He came to sit on my lap a few minutes ago and said, "I love you, Mommy! I love you, Mommy! I love you, Mommy!" Then he started saying, "Mommy loves Joseph? Mommy loves Thomas? Mommy loves Elijah?" and grinning when I said, "Of course!" Another moment worth mentioning was when Josh grabbed a bottle of glue an hour ago and said, "Thomas, what does this say?" He thought for about a second and answered, "Glue All." Whoa!! Then we asked him to read the word "NO" and he couldn't do it. Funny kid. I don't know how he learns so much so quickly.

Elijah

Elijah is sitting here by me with a Sunday shirt on, with the sleeves rolled up and a cooking apron over it. It's adorable. He was helping daddy make lunch, putting potatoes in a pot and rearranging celery. He loves to be helpful and he is the most sociable child I know. Every day, when he wakes up from nap, he wants to lie down on the couch with me and have snuggle time. He sits there giggling and smiling and saying, "Don't close eyes, Mommy!"

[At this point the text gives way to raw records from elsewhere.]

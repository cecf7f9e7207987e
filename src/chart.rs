//! Plain-text bar charts of letter frequencies.
//!
//! Charts cover the 26 lowercase Latin letters only; letters absent from a
//! map are drawn as zero.

use crate::text::FrequencyMap;
use crate::ALPHABET_LEN;

/// Character used to draw bars.
pub const BAR: char = '#';

/// Default maximum bar width in characters.
pub const DEFAULT_WIDTH: usize = 40;

/// Bar of `count` scaled against `max`. Non-zero counts get at least one cell.
fn bar(count: usize, max: usize, width: usize) -> String {
    if count == 0 || max == 0 || width == 0 {
        return String::new();
    }
    let cells = ((count * width) as f64 / max as f64).round() as usize;
    BAR.to_string().repeat(cells.clamp(1, width))
}

fn letter(i: usize) -> char {
    (b'a' + i as u8) as char
}

/// One row per letter: `a | ####     12`.
pub fn render_histogram(map: &FrequencyMap, width: usize) -> String {
    let counts = map.alphabet_counts();
    let max = counts.iter().copied().max().unwrap_or(0);

    let mut out = String::new();
    for (i, count) in counts.iter().enumerate() {
        out.push_str(&format!(
            "{} | {:<width$} {}\n",
            letter(i),
            bar(*count, max, width),
            count,
            width = width
        ));
    }
    out
}

/// Two maps side by side, scaled against their common maximum.
pub fn render_comparison(
    left_label: &str,
    left: &FrequencyMap,
    right_label: &str,
    right: &FrequencyMap,
    width: usize,
) -> String {
    let left_counts = left.alphabet_counts();
    let right_counts = right.alphabet_counts();
    let max = left_counts
        .iter()
        .chain(right_counts.iter())
        .copied()
        .max()
        .unwrap_or(0);

    // Bar column plus room for a count of up to six digits.
    let column = width + 7;

    let mut out = format!(
        "    {:<column$} | {}\n",
        left_label,
        right_label,
        column = column
    );
    for i in 0..ALPHABET_LEN {
        let left_cell = format!(
            "{:<width$} {}",
            bar(left_counts[i], max, width),
            left_counts[i],
            width = width
        );
        out.push_str(&format!(
            "{} | {:<column$} | {:<width$} {}\n",
            letter(i),
            left_cell,
            bar(right_counts[i], max, width),
            right_counts[i],
            column = column,
            width = width
        ));
    }
    out
}

#[cfg(test)]
mod tests {
    use super::*;
    use crate::text::normalize_letters;

    #[test]
    fn test_bar_scaling() {
        assert_eq!(bar(0, 10, 20), "");
        assert_eq!(bar(10, 10, 20), "#".repeat(20));
        assert_eq!(bar(5, 10, 20), "#".repeat(10));
        // tiny counts are still visible
        assert_eq!(bar(1, 1000, 20), "#");
        assert_eq!(bar(3, 0, 20), "");
    }

    #[test]
    fn test_histogram_has_row_per_letter() {
        let map: FrequencyMap = normalize_letters("aab z 9").collect();
        let chart = render_histogram(&map, 10);
        let rows: Vec<&str> = chart.lines().collect();

        assert_eq!(rows.len(), ALPHABET_LEN);
        assert_eq!(rows[0], format!("a | {} 2", "#".repeat(10)));
        assert_eq!(rows[1], format!("b | {:<10} 1", "#####"));
        assert_eq!(rows[2], format!("c | {:<10} 0", ""));
        assert!(rows[25].starts_with("z | #####"));
    }

    #[test]
    fn test_histogram_empty_map() {
        let chart = render_histogram(&FrequencyMap::new(), 5);
        assert_eq!(chart.lines().count(), ALPHABET_LEN);
        assert!(!chart.contains(BAR));
    }

    #[test]
    fn test_every_row_ends_with_newline() {
        let map: FrequencyMap = normalize_letters("abc").collect();
        let histogram = render_histogram(&map, 4);
        let comparison = render_comparison("l", &map, "r", &map, 4);

        assert_eq!(histogram.matches('\n').count(), ALPHABET_LEN);
        assert!(histogram.ends_with("z |      0\n"));
        assert_eq!(comparison.matches('\n').count(), ALPHABET_LEN + 1);
        assert!(comparison.starts_with("    l"));
    }

    #[test]
    fn test_comparison_shares_scale() {
        let plain: FrequencyMap = normalize_letters("aaaa").collect();
        let cipher: FrequencyMap = normalize_letters("bb").collect();
        let chart = render_comparison("plain", &plain, "cipher", &cipher, 8);
        let rows: Vec<&str> = chart.lines().collect();

        assert_eq!(rows.len(), ALPHABET_LEN + 1);
        assert!(rows[0].contains("plain"));
        assert!(rows[0].contains("cipher"));
        assert!(rows[1].starts_with(&format!("a | {} 4", "#".repeat(8))));
        assert!(rows[2].ends_with(&format!("| {:<8} 2", "####")));
    }
}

I love you, kiddos. You light up my life and cheer me up, even when you wear me out. Happy Mother's Day to my sweet children who make this day meaningful for me.

Friday, May 09, 2008

When People Move

When Josh and I first got married, we were welcomed with open arms into our new neighborhood. People were so kind and concerned about us. Then one day, several years later, we put out our "For Sale By Owner" sign and expected to get bombarded with people sighing in regret.

And then we kept waiting.

Apparently, we had fallen off the edge of the planet. Never mind that we were building a house in a development that was adjacent to the neighborhood we were moving out of. Across the street = another planet! Nobody called. Very few people mentioned it at church. I could almost hear people thinking, "They're moving so there's no need to cultivate their friendship anymore. What's the point? They'll be gone soon."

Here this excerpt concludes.